Plumpy’nut is a bona fide miracle product. It’s easy for health care providers to administer, and it’s easy for patients to consume. Vacuum packed and shelf stable, it’s easier to store and transport than the fortified formulas that are otherwise used to treat malnutrition. It doesn’t require access to clean water like the formula powders do. And children love it and can eat it on their own, without parental help. Using Plumpy’nut instead of traditional F100 or F75 formulas increases cure rates to levels that have never consistently been seen before. It’s not surprising, therefore, that its patent has caused a lot of resentment.
Nutriset, the French company that invented Plumpy’nut, argues that the patent is not about profit. They claim that it is needed to protect the quality of the peanut paste. They were quoted in the Associated Press as saying “The limits let the company maintain quality while licensing production in the developing world - helping alleviate hunger and create jobs…” Their commitment, they state, is to “nutritional autonomy.” Letting products flood the global market would keep countries from being able to establish their own production. And it’s true that their field operation has helped several countries set up factories to produce Plumpy’nut. Lastly, Nutriset states that according to UNICEF, worldwide production capacity for Plumpy’nut is already double the existing demand.
It’s too easy to frame this as business versus humanitarianism. The Plumpy’nut patent is not global, and Nutriset actively encourages the production of Plumpy’nut in the developing world. Flooding the market with cheap American-made products would discourage countries from developing their own production; it would also help malnourished children by improving access to peanut paste.
The media coverage seems to missing the third side of this story: the economic view of the lawsuit. From that perspective, both sides have some major flaws in their arguments. Where is the incentive to develop products for poor people if there is no profit in it?

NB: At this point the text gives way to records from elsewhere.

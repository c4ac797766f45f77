pub mod analyze;
pub mod clean;
pub mod components;
pub mod config;
pub mod configs;
pub mod docs;
pub mod export;
pub mod files;
pub mod upload;
pub mod watch;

We want the private sector to work to meet the needs of the poor. If products that do that can’t be patented for humanitarian reasons, who will bother to develop them? And why exactly do we care if countries can produce their own Plumpy’nut? What is the value of “nutritional autonomy,” anyway?
That makes me wonder if there is a solution to be found by economists. Could we have advance market commitments for peanut butter?